After the crew has restored feedwater flow greater than steam flow or cued by lead examiner, a Steam Generator Tube Rupture (SGTR) will occur on B Steam Generator. The SRO will enter primary to secondary leakage AOP, OP 2203.038. The crew should determine that the leak rate is greater than 44 gpm. They will trip the reactor, actuate SIAS, and CCAS. The SRO should enter TS 3.4.6.2.

Revision 0 Page 2 of 34

Appendix D Scenario 3 Form ES-D-1 SCENARIO #3 NARRATIVE (continued)

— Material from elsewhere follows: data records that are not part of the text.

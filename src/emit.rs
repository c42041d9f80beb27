//! Artifact store: one JSON document per emitted type record.
//!
//! Artifacts are named `<key>.json` inside the output directory. Emission is
//! check-then-write: an existing artifact for the same key is either replaced
//! or, under the strict policy, reported as a collision naming both source
//! files.

use std::fs;
use std::path::{Path, PathBuf};

use tracing::{debug, info};

use crate::config::CollisionPolicy;
use crate::error::{AstGenError, Result, UNREADABLE_ARTIFACT_PATH};
use crate::records::TypeRecord;

/// What happened to an emitted record.
#[derive(Debug, Clone, PartialEq, Eq)]
pub enum Emitted {
    Created(PathBuf),
    /// A stale artifact with the same key was deleted first.
    Replaced(PathBuf),
}

impl Emitted {
    pub fn path(&self) -> &Path {
        match self {
            Emitted::Created(path) | Emitted::Replaced(path) => path,
        }
    }
}

#[derive(Debug, Clone)]
pub struct ArtifactStore {
    output_dir: PathBuf,
    policy: CollisionPolicy,
}

impl ArtifactStore {
    /// Open the store, creating the output directory if needed.
    pub fn open(output_dir: impl Into<PathBuf>, policy: CollisionPolicy) -> Result<Self> {
        let output_dir = output_dir.into();
        fs::create_dir_all(&output_dir).map_err(|e| AstGenError::io(&output_dir, e))?;
        Ok(Self { output_dir, policy })
    }

    pub fn output_dir(&self) -> &Path {
        &self.output_dir
    }

    /// Where the artifact for `key` lives.
    pub fn artifact_path(&self, key: &str) -> PathBuf {
        self.output_dir.join(format!("{}.json", key))
    }

    /// Serialize and persist one record.
    pub fn emit(&self, record: &TypeRecord) -> Result<Emitted> {
        let json = record.to_json().map_err(|source| AstGenError::Serialize {
            key: record.key.clone(),
            source,
        })?;
        let path = self.artifact_path(&record.key);

        let replaced = if path.exists() {
            match self.policy {
                CollisionPolicy::Overwrite => {
                    debug!("Replacing stale artifact {}", path.display());
                    fs::remove_file(&path).map_err(|e| AstGenError::io(&path, e))?;
                    true
                }
                CollisionPolicy::Strict => {
                    return Err(AstGenError::Collision {
                        key: record.key.clone(),
                        new_path: record.source_file_path.clone(),
                        existing_path: recorded_source_path(&path),
                        artifact: path,
                    });
                }
            }
        } else {
            false
        };

        fs::write(&path, json).map_err(|e| AstGenError::io(&path, e))?;
        info!("AST generated for: {}", path.display());

        Ok(if replaced {
            Emitted::Replaced(path)
        } else {
            Emitted::Created(path)
        })
    }
}

/// The `sourceFilePath` recorded in an existing artifact, or a placeholder
/// when it cannot be read.
pub fn recorded_source_path(artifact: &Path) -> String {
    let recorded = fs::read_to_string(artifact)
        .ok()
        .and_then(|text| serde_json::from_str::<serde_json::Value>(&text).ok())
        .and_then(|value| {
            value
                .get("sourceFilePath")
                .and_then(|path| path.as_str())
                .map(str::to_string)
        });

    recorded.unwrap_or_else(|| {
        debug!(
            "Could not read the recorded source path of {}",
            artifact.display()
        );
        UNREADABLE_ARTIFACT_PATH.to_string()
    })
}

#[cfg(test)]
mod tests {
    use super::*;
    use crate::records::TypeKind;

    fn record(key: &str, source: &str) -> TypeRecord {
        let name = key.rsplit('.').next().unwrap_or(key).to_string();
        TypeRecord::new(name, key.to_string(), TypeKind::Class, source.to_string())
    }

    #[test]
    fn test_open_creates_nested_output_dir() {
        let dir = tempfile::tempdir().unwrap();
        let out = dir.path().join("out/asts");
        let store = ArtifactStore::open(&out, CollisionPolicy::Overwrite).unwrap();
        assert!(out.is_dir());
        assert_eq!(
            store.artifact_path("com.example.Doctor"),
            out.join("com.example.Doctor.json")
        );
    }

    #[test]
    fn test_emit_writes_pretty_json() {
        let dir = tempfile::tempdir().unwrap();
        let store = ArtifactStore::open(dir.path(), CollisionPolicy::Overwrite).unwrap();

        let emitted = store
            .emit(&record("com.example.Doctor", "com/example/Doctor.java"))
            .unwrap();
        assert!(matches!(emitted, Emitted::Created(_)));

        let text = fs::read_to_string(emitted.path()).unwrap();
        assert!(text.contains("\n  \"name\": \"Doctor\""));
        let back: TypeRecord = serde_json::from_str(&text).unwrap();
        assert_eq!(back.source_file_path, "com/example/Doctor.java");
    }

    #[test]
    fn test_overwrite_policy_replaces_stale_artifact() {
        let dir = tempfile::tempdir().unwrap();
        let store = ArtifactStore::open(dir.path(), CollisionPolicy::Overwrite).unwrap();

        store.emit(&record("p.Dup", "a/p/Dup.java")).unwrap();
        let second = store.emit(&record("p.Dup", "b/p/Dup.java")).unwrap();

        assert!(matches!(second, Emitted::Replaced(_)));
        assert_eq!(recorded_source_path(second.path()), "b/p/Dup.java");
    }

    #[test]
    fn test_strict_policy_reports_both_paths() {
        let dir = tempfile::tempdir().unwrap();
        let store = ArtifactStore::open(dir.path(), CollisionPolicy::Strict).unwrap();

        store.emit(&record("p.Dup", "a/p/Dup.java")).unwrap();
        let error = store.emit(&record("p.Dup", "b/p/Dup.java")).unwrap_err();

        match error {
            AstGenError::Collision {
                key,
                new_path,
                existing_path,
                ..
            } => {
                assert_eq!(key, "p.Dup");
                assert_eq!(new_path, "b/p/Dup.java");
                assert_eq!(existing_path, "a/p/Dup.java");
            }
            other => panic!("expected collision, got {:?}", other),
        }
        // The first artifact is untouched.
        assert_eq!(
            recorded_source_path(&store.artifact_path("p.Dup")),
            "a/p/Dup.java"
        );
    }

    #[test]
    fn test_unreadable_existing_artifact_degrades_to_placeholder() {
        let dir = tempfile::tempdir().unwrap();
        let store = ArtifactStore::open(dir.path(), CollisionPolicy::Strict).unwrap();
        fs::write(store.artifact_path("p.Broken"), "{ not json").unwrap();

        let error = store.emit(&record("p.Broken", "p/Broken.java")).unwrap_err();
        match error {
            AstGenError::Collision { existing_path, .. } => {
                assert_eq!(existing_path, UNREADABLE_ARTIFACT_PATH)
            }
            other => panic!("expected collision, got {:?}", other),
        }
    }
}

The Crew will implement Standard Post Trip Actions (SPTA) EOP, 2202.001. When SIAS is actuated the green train components will fail to reposition. The crew should recognize the failure of green train SIAS to actuate. The BOP should have a NLO to check the breaker and pump motors for the green train High Pressure Safety Injection (HPSI) and Low Pressure Safety Injection pumps (LPSI) pumps. After the NLO report, the BOP should manually start 2P-89B HPSI pump and open all injection valves. Also, 2CV-4821-1 red train letdown isolation valve will fail to close leaving letdown aligned. The ATC should recognize that letdown is aligned and close a green train isolation (that failed to actuate) to help maintain RCS inventory. The crew will align service water to CCW to maintain forced circulation. The crew may lower Steam Dump master controller setpoint during SPTAs to aid in maintaining margin to saturation.

The SRO will diagnose and enter the Steam Generator Tube Rupture (SGTR) EOP. The ATC should commence cool down of the RCS to allow isolation of B steam generator. The BOP will override Service Water to Auxiliary Cooling Water to maintain condenser vacuum. During the cooldown, 2CV-0303, 2CV-0302, or 2CV-0306 (depending on which is being used) will fail closed impacting the cooldown rate the ATC will notice that the cooldown has stopped and adjust the cooldown rate to ensure the steam generator is isolated within the 30 minute required time. Once Thot is less than 535 degrees F, the BOP should isolate B steam generator.